The Vaccinia (cowpox) and Variola (smallpox) viruses express complement inhibitory proteins, which bind the complement factors C4b and C3b and are the cofactors for factor I, thus inhibiting complement function at the viral membrane.
Some viruses, along with the synthesis of complement regulatory proteins within the viral genome, actively persuade their synthesis within the cells of the host that anchorage the viruses. While budding from the host cells, other viruses disguise themselves by concealing within the host membrane, expressing complement components.
Some viruses imitate eukaryotic membranes by including high levels of sialic acid inside the viral membrane, easing the binding of the cofactors for factor I. Therefore, this results in obstruction of complement activation on the viral surface.
The varieties of complement evasion strategies applied by microbes emphasize the vitality of complement as a host defense mechanism.
Conclusion
The complement system consists of more than fifty serum proteins, which help innate and adaptive immunity to evade harmful pathogens. The complement system has seven components, which get activated by three major pathways, i.e., classical pathway, lectin pathway, and alternative pathway.

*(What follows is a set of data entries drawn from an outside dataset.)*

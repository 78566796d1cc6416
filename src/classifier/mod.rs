//! Remote intent classification over HTTP

mod client;
mod protocol;

pub use client::ClassifierClient;
pub use protocol::InterpretResponse;

#[cfg(test)]
pub(crate) use client::tests::serve_once;
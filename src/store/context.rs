//! Interaction history and user preferences

use std::path::PathBuf;

use serde::{Deserialize, Serialize};
use serde_json::{json, Map, Value};
use tracing::debug;

use super::document::{load_document, save_document, StorageError};
use crate::config::Config;

/// Maximum number of interactions kept in the history
pub const MAX_HISTORY: usize = 50;

/// One completed turn
#[derive(Debug, Clone, PartialEq, Serialize, Deserialize)]
pub struct InteractionRecord {
    #[serde(rename = "user")]
    pub user_text: String,
    #[serde(rename = "assistant")]
    pub assistant_reply: String,
    pub success: bool,
}

/// Persisted `context.json` body
#[derive(Debug, Clone, Default, PartialEq, Serialize, Deserialize)]
pub struct ContextDocument {
    #[serde(default)]
    pub history: Vec<InteractionRecord>,

    /// Keys this program does not manage, kept as-is
    #[serde(flatten)]
    pub extra: Map<String, Value>,
}

impl ContextDocument {
    /// Append a record, evicting the oldest beyond [`MAX_HISTORY`]
    pub fn push(&mut self, record: InteractionRecord) {
        self.history.push(record);
        if self.history.len() > MAX_HISTORY {
            let excess = self.history.len() - MAX_HISTORY;
            self.history.drain(..excess);
        }
    }
}

/// Owns the context and preferences documents and their locations
pub struct ContextStore {
    context_path: PathBuf,
    preferences_path: PathBuf,
    context: ContextDocument,
    preferences: Value,
}

impl ContextStore {
    /// Load both documents, creating or resetting them as needed
    pub fn open(config: &Config) -> Result<Self, StorageError> {
        let context_path = config.context_path();
        let preferences_path = config.preferences_path();

        let context = load_document(&context_path, ContextDocument::default())?;
        let preferences = load_document(
            &preferences_path,
            json!({ "name": config.name, "preferences": {} }),
        )?;

        debug!(
            history = context.history.len(),
            ?context_path,
            "context loaded"
        );

        Ok(Self {
            context_path,
            preferences_path,
            context,
            preferences,
        })
    }

    #[cfg(test)]
    pub fn history(&self) -> &[InteractionRecord] {
        &self.context.history
    }

    #[cfg(test)]
    pub fn preferences(&self) -> &Value {
        &self.preferences
    }

    /// Context as sent to the remote classifier
    pub fn context_value(&self) -> Value {
        serde_json::to_value(&self.context).unwrap_or_else(|_| json!({ "history": [] }))
    }

    /// Append one interaction to the bounded history
    pub fn record(&mut self, user_text: &str, assistant_reply: &str, success: bool) {
        self.context.push(InteractionRecord {
            user_text: user_text.to_string(),
            assistant_reply: assistant_reply.to_string(),
            success,
        });
    }

    /// Write context and preferences to disk
    pub fn persist(&self) -> Result<(), StorageError> {
        save_document(&self.context_path, &self.context)?;
        save_document(&self.preferences_path, &self.preferences)
    }
}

There are genetic deficiencies for each of the complement components. There are several diseases related to complement deficiencies. Diseases such as glomerulonephritis, vasculitis, and SLE (systemic lupus erythematosus) have similar symptoms arising from deficiencies of early components of the classical pathway.
Early complement components play a major role in controlling diseases, and in the absence of them, individuals suffer from relapsing infections with both gram-positive and gram-negative bacteria.
Different evasion strategies are carried out by microbes to escape complement attacks. Viruses synthesize proteins and glycoproteins that precisely bind the Fc regions of antibodies, thus obstructing complement binding.
Different bacteria adopt different strategies to evade complement attacks. Due to the expression of some regulatory proteins on the bacterial surface, steps of complement fixation are obstructed. Not only bacteria but certain human parasites generate some molecules that inhibit the interactions between complement components.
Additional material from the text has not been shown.